Exercise input:
————
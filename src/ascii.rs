//! Plain ASCII chart renderer: a fixed character grid redrawn in place on
//! every tick. Price is `*`, open interest is `#`, overlap is `@`.

use crate::engine::{ChartEngine, Frame, Renderer};
use crate::error::ChartError;
use crate::normalize::scale_to_rows;
use std::fmt::Write as _;
use std::sync::Arc;
use std::time::Duration;

const CHART_WIDTH: usize = 100;
const CHART_HEIGHT: usize = 20;

/// ANSI clear-screen + cursor-home.
const CLEAR: &str = "\x1b[2J\x1b[H";

pub struct AsciiRenderer {
    width: usize,
    height: usize,
}

impl AsciiRenderer {
    pub fn new() -> Self {
        Self {
            width: CHART_WIDTH,
            height: CHART_HEIGHT,
        }
    }

    /// Draw one frame into a string; separated from terminal output so the
    /// grid logic is testable.
    pub fn draw(&self, frame: &Frame) -> String {
        let mut grid = vec![vec![' '; self.width]; self.height];

        let price_rows = scale_to_rows(&frame.prices, self.height - 1);
        let oi_rows = scale_to_rows(&frame.open_interest, self.height - 1);
        let points = frame.prices.len();

        for i in 0..points {
            let x = (i * self.width / points).min(self.width - 1);

            let price_y = self.height - 1 - price_rows[i];
            grid[price_y][x] = '*';

            let oi_y = self.height - 1 - oi_rows[i];
            grid[oi_y][x] = if grid[oi_y][x] == '*' { '@' } else { '#' };
        }

        let stats = &frame.stats;
        let records = frame.window_records();
        let rule = "=".repeat(self.width + 10);

        let mut out = String::new();
        let _ = writeln!(
            out,
            "{} - Price and Open Interest Chart (Window: {} points)",
            records[0].symbol.to_uppercase(),
            stats.data_points
        );
        let _ = writeln!(out, "Legend: * = Price, # = Open Interest, @ = Both");
        let _ = writeln!(out, "{rule}");

        for (i, row) in grid.iter().enumerate() {
            let label = self.height - 1 - i;
            let line: String = row.iter().collect();
            let _ = writeln!(out, "{label:2} |{line}|");
        }

        let _ = writeln!(out, "   +{}+", "-".repeat(self.width));
        let _ = writeln!(
            out,
            "   Time: {} -> {}",
            records[0].time.format("%H:%M:%S"),
            records[records.len() - 1].time.format("%H:%M:%S")
        );

        let _ = writeln!(out, "{rule}");
        let _ = writeln!(out, "Statistics - Records {}", stats.window_info());
        let _ = writeln!(
            out,
            "Avg Price: {:.2} | Max Price: {:.2} | Min Price: {:.2}",
            stats.avg_price, stats.max_price, stats.min_price
        );
        let _ = writeln!(
            out,
            "Avg Open Interest: {:.0} | Data Points: {}",
            stats.avg_oi, stats.data_points
        );
        let _ = writeln!(out, "{rule}");

        out
    }
}

impl Default for AsciiRenderer {
    fn default() -> Self {
        Self::new()
    }
}

impl Renderer for AsciiRenderer {
    fn present(&mut self, frame: &Frame) -> Result<(), ChartError> {
        print!("{CLEAR}{}", self.draw(frame));
        Ok(())
    }
}

/// Tick loop for the ASCII viewer: advance, render, sleep. Runs until the
/// process is interrupted.
pub async fn run_ascii(
    engine: Arc<ChartEngine>,
    interval: Duration,
) -> Result<(), ChartError> {
    let mut renderer = AsciiRenderer::new();
    loop {
        if let Some(frame) = engine.tick() {
            renderer.present(&frame)?;
        }
        tokio::time::sleep(interval).await;
    }
}
use thiserror::Error;

/// Crate-level error type.
///
/// Only I/O-facing operations produce errors; the numeric helpers
/// (normalization, statistics) handle degenerate input by policy and
/// never fail.
#[derive(Debug, Error)]
pub enum ChartError {
    /// Transport-level failure talking to the upstream database.
    #[error("HTTP request failed: {0}")]
    Http(#[from] reqwest::Error),

    /// The upstream database answered with a non-200 status.
    #[error("ClickHouse error (status {status}): {body}")]
    Upstream {
        status: reqwest::StatusCode,
        body: String,
    },

    /// The query succeeded but decoded to zero usable rows.
    #[error("no data found in the table")]
    NoData,

    /// A user-supplied table or symbol name failed the allow-list check.
    #[error("invalid identifier: {0}")]
    InvalidIdentifier(String),

    /// Terminal or socket I/O failure (TUI setup/teardown, web bind).
    #[error("I/O error: {0}")]
    Io(#[from] std::io::Error),
}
————
Problem description: Where the listing above reaches the line that contains "every tick. Price", start retyping, and finish with the line that contains "const CLEAR: &str"; reproduce those lines exactly and no others.

Reply to the task:
//! every tick. Price is `*`, open interest is `#`, overlap is `@`.

use crate::engine::{ChartEngine, Frame, Renderer};
use crate::error::ChartError;
use crate::normalize::scale_to_rows;
use std::fmt::Write as _;
use std::sync::Arc;
use std::time::Duration;

const CHART_WIDTH: usize = 100;
const CHART_HEIGHT: usize = 20;

/// ANSI clear-screen + cursor-home.
const CLEAR: &str = "\x1b[2J\x1b[H";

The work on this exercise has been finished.